Lowe's film, A Rough Outline Of The Plot (1996) is a Super 8 film loop. For its duration, the carefully penned outline of a hand holding a gun, is present on the screen, seen concurrently with the film. This contour is only briefly united with its source, at a point when the hand is seen raising a gun. The outline seems at first to have been made on the wall on which the image is projected, but is in fact drawn on the actual film. The source is a movie by Cassavetes, a director with a particular interest in depicting the passionate energy people spend on either wasting or killing time. Our own time given to waiting for the reconciliation of line and image introduces a localised distortion of scale - like waiting at a bus stop for the Hale-Bop comet.

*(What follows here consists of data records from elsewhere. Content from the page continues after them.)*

//! Regex tokenizer with singularizing lemmatizer.

use inflector::Inflector;
use once_cell::sync::Lazy;
use regex::Regex;

use super::Token;

/// Words, numbers, and dotted/hyphenated compounds ("ec2", "1,000", "x-ray").
static TOKEN_RE: Lazy<Regex> = Lazy::new(|| {
    Regex::new(r"[\p{L}\p{N}]+(?:[-'.,][\p{L}\p{N}]+)*").expect("token pattern is valid")
});

static NUMERIC_RE: Lazy<Regex> =
    Lazy::new(|| Regex::new(r"^\d+(?:[.,]\d+)*$").expect("numeric pattern is valid"));

const NUMBER_WORDS: &[&str] = &[
    "zero", "one", "two", "three", "four", "five", "six", "seven", "eight", "nine", "ten",
    "eleven", "twelve", "thirteen", "fourteen", "fifteen", "sixteen", "seventeen", "eighteen",
    "nineteen", "twenty", "thirty", "forty", "fifty", "hundred", "thousand", "dozen",
];

/// Split `text` into tokens.
pub fn tokenize(text: &str) -> Vec<Token> {
    TOKEN_RE
        .find_iter(text)
        .map(|m| {
            let surface = m.as_str();
            Token {
                text: surface.to_string(),
                lemma: lemmatize(surface),
                like_num: like_num(surface),
                start: m.start(),
                end: m.end(),
            }
        })
        .collect()
}

/// Whether a token reads as a numeral.
pub fn like_num(word: &str) -> bool {
    NUMERIC_RE.is_match(word) || NUMBER_WORDS.contains(&word.to_lowercase().as_str())
}

/// Base form of a word: lowercased, singularized for alphabetic words.
///
/// Words of three letters or fewer are left alone; they are mostly
/// acronyms ("aws", "s3") that singularization would mangle.
pub fn lemmatize(word: &str) -> String {
    let lower = word.to_lowercase();
    if lower.chars().count() <= 3 || !lower.chars().all(char::is_alphabetic) {
        return lower;
    }
    lower.to_singular()
}
//! The parser's output contract: a structured, serializable query description.

use serde::{Deserialize, Serialize};

/// High-level operation class a question maps to.
#[derive(Debug, Clone, Copy, PartialEq, Eq, Hash, Default, Serialize, Deserialize)]
#[serde(rename_all = "snake_case")]
pub enum Intent {
    /// Plain row lookup.
    #[default]
    FindData,
    /// Count matching rows.
    Count,
    /// Generic "most updates" grouping.
    FindMostFrequent,
    /// Ranked entities ("top N services", "the service with the most updates").
    FindMostFrequentEntity,
}

impl std::fmt::Display for Intent {
    fn fmt(&self, f: &mut std::fmt::Formatter<'_>) -> std::fmt::Result {
        let name = match self {
            Intent::FindData => "find_data",
            Intent::Count => "count",
            Intent::FindMostFrequent => "find_most_frequent",
            Intent::FindMostFrequentEntity => "find_most_frequent_entity",
        };
        f.write_str(name)
    }
}

/// Comparison applied by a filter.
///
/// Serialized as its upper-case name. Names this crate does not know are kept
/// in [`FilterOperator::Other`] so that hand-written queries still load; the
/// compiler decides what to do with them.
#[derive(Debug, Clone, PartialEq, Eq, Hash, Default, Serialize, Deserialize)]
#[serde(from = "String", into = "String")]
pub enum FilterOperator {
    #[default]
    Equals,
    Contains,
    /// SQL LIKE; compiled like `Contains`.
    Like,
    GreaterThan,
    LessThan,
    Other(String),
}

impl FilterOperator {
    pub fn as_str(&self) -> &str {
        match self {
            FilterOperator::Equals => "EQUALS",
            FilterOperator::Contains => "CONTAINS",
            FilterOperator::Like => "LIKE",
            FilterOperator::GreaterThan => "GREATER_THAN",
            FilterOperator::LessThan => "LESS_THAN",
            FilterOperator::Other(name) => name,
        }
    }
}

impl From<String> for FilterOperator {
    fn from(name: String) -> Self {
        match name.to_uppercase().as_str() {
            "EQUALS" => FilterOperator::Equals,
            "CONTAINS" => FilterOperator::Contains,
            "LIKE" => FilterOperator::Like,
            "GREATER_THAN" => FilterOperator::GreaterThan,
            "LESS_THAN" => FilterOperator::LessThan,
            _ => FilterOperator::Other(name),
        }
    }
}

impl From<FilterOperator> for String {
    fn from(op: FilterOperator) -> Self {
        op.as_str().to_string()
    }
}

impl std::fmt::Display for FilterOperator {
    fn fmt(&self, f: &mut std::fmt::Formatter<'_>) -> std::fmt::Result {
        f.write_str(self.as_str())
    }
}

/// A `column <operator> value` restriction.
#[derive(Debug, Clone, PartialEq, Eq, Serialize, Deserialize)]
pub struct Filter {
    pub column: String,
    #[serde(default)]
    pub operator: FilterOperator,
    pub value: String,
}

impl Filter {
    pub fn equals(column: &str, value: &str) -> Self {
        Self {
            column: column.into(),
            operator: FilterOperator::Equals,
            value: value.into(),
        }
    }

    pub fn new(column: &str, operator: FilterOperator, value: &str) -> Self {
        Self {
            column: column.into(),
            operator,
            value: value.into(),
        }
    }

    /// Identity used for deduplication: `(column, operator, lowercased value)`.
    pub fn dedup_key(&self) -> (String, String, String) {
        (
            self.column.clone(),
            self.operator.as_str().to_string(),
            self.value.to_lowercase(),
        )
    }

    /// Same column and same value, ignoring case.
    pub fn targets(&self, column: &str, value: &str) -> bool {
        self.column == column && self.value.to_lowercase() == value.to_lowercase()
    }
}

/// Aggregate function.
#[derive(Debug, Clone, Copy, PartialEq, Eq, Hash, Default, Serialize, Deserialize)]
#[serde(rename_all = "UPPERCASE")]
pub enum AggregateKind {
    #[default]
    Count,
    Sum,
    Avg,
    Min,
    Max,
}

impl AggregateKind {
    pub fn function_name(&self) -> &'static str {
        match self {
            AggregateKind::Count => "COUNT",
            AggregateKind::Sum => "SUM",
            AggregateKind::Avg => "AVG",
            AggregateKind::Min => "MIN",
            AggregateKind::Max => "MAX",
        }
    }
}

fn star() -> String {
    "*".into()
}

/// An aggregate projection: `TYPE(column) AS alias`.
#[derive(Debug, Clone, PartialEq, Eq, Serialize, Deserialize)]
pub struct Aggregation {
    #[serde(rename = "type", default)]
    pub kind: AggregateKind,
    /// Column name, or `*`.
    #[serde(default = "star")]
    pub column: String,
    #[serde(default)]
    pub alias: Option<String>,
}

impl Aggregation {
    pub fn count(column: &str, alias: &str) -> Self {
        Self {
            kind: AggregateKind::Count,
            column: column.into(),
            alias: Some(alias.into()),
        }
    }

    pub fn is_star(&self) -> bool {
        self.column == "*"
    }
}

/// Sort direction.
#[derive(Debug, Clone, Copy, PartialEq, Eq, Hash, Default, Serialize, Deserialize)]
#[serde(rename_all = "UPPERCASE")]
pub enum SortDirection {
    #[default]
    Asc,
    Desc,
}

/// ORDER BY target: a column or an aggregation alias.
#[derive(Debug, Clone, PartialEq, Eq, Serialize, Deserialize)]
pub struct OrderBy {
    pub column: String,
    #[serde(default)]
    pub direction: SortDirection,
}

impl OrderBy {
    pub fn desc(column: &str) -> Self {
        Self {
            column: column.into(),
            direction: SortDirection::Desc,
        }
    }
}

/// Structured form of a natural-language question.
#[derive(Debug, Clone, PartialEq, Eq, Default, Serialize, Deserialize)]
pub struct ParsedQuery {
    #[serde(default)]
    pub intent: Intent,
    #[serde(default)]
    pub select_columns: Vec<String>,
    #[serde(default)]
    pub filters: Vec<Filter>,
    #[serde(default)]
    pub aggregations: Vec<Aggregation>,
    #[serde(default)]
    pub group_by_column: Option<String>,
    #[serde(default)]
    pub order_by: Option<OrderBy>,
    #[serde(default)]
    pub limit: Option<u64>,
    #[serde(default)]
    pub target_table: String,
}

impl ParsedQuery {
    /// Filters on `column`.
    pub fn filters_on<'a>(&'a self, column: &'a str) -> impl Iterator<Item = &'a Filter> + 'a {
        self.filters.iter().filter(move |f| f.column == column)
    }

    /// Whether `name` is the alias of one of this query's aggregations.
    pub fn is_aggregation_alias(&self, name: &str) -> bool {
        self.aggregations
            .iter()
            .any(|a| a.alias.as_deref() == Some(name))
    }
}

Shizuka Yokomizo's works, No. 6, No. 8 and No. 9 (all 1997) are large photographs of people sleeping alone in the ambiguous half light of their bedrooms. Within the human circadian rhythm, sleep is the lowest point on the lowest edge of consciousness, and Yokomizo conveys a sense of sleep as preservation by hibernation. The photographs gain extra poignancy from a sound piece in the centre of the gallery, Jason Coburn and Aletta de Jong's Downfall (1997), a hi-fi system placed upside down, from which we hear the sound of water dripping - a sort of definitive soundtrack of the stalactites and stalagmites of the soul at 4 am.

Just outside the entrance of the show is another sound piece by Jason Coburn, Gentle Reminder (1997). This is a recording of the noise made by someone clearing their throat in order to gain attention or to indicate displeasure. Its function in the show seems to be a deliberately considered vandalism, a slightly dumbfuck surface counterpoint to the implacably deep stillness of the other works. Apparently intended to provide discord in an otherwise harmonious show, it only fulfils its role by being irritating.

That the works - which are elegantly stated and conceptually tasteful without being genteel - are largely complementary to each other, is a strength as well as a weakness of the show. The mutual punctuations, elliptical orbits, recurrences and reduplications within and between works have a cumulative effect. Rather than straining to be original, the show has the greater novelty of feeling somehow different yet familiar, like the cyclical return of another season, the effect being of due process rather than endurance.

Neal Brown is an artist and writer based in London, UK.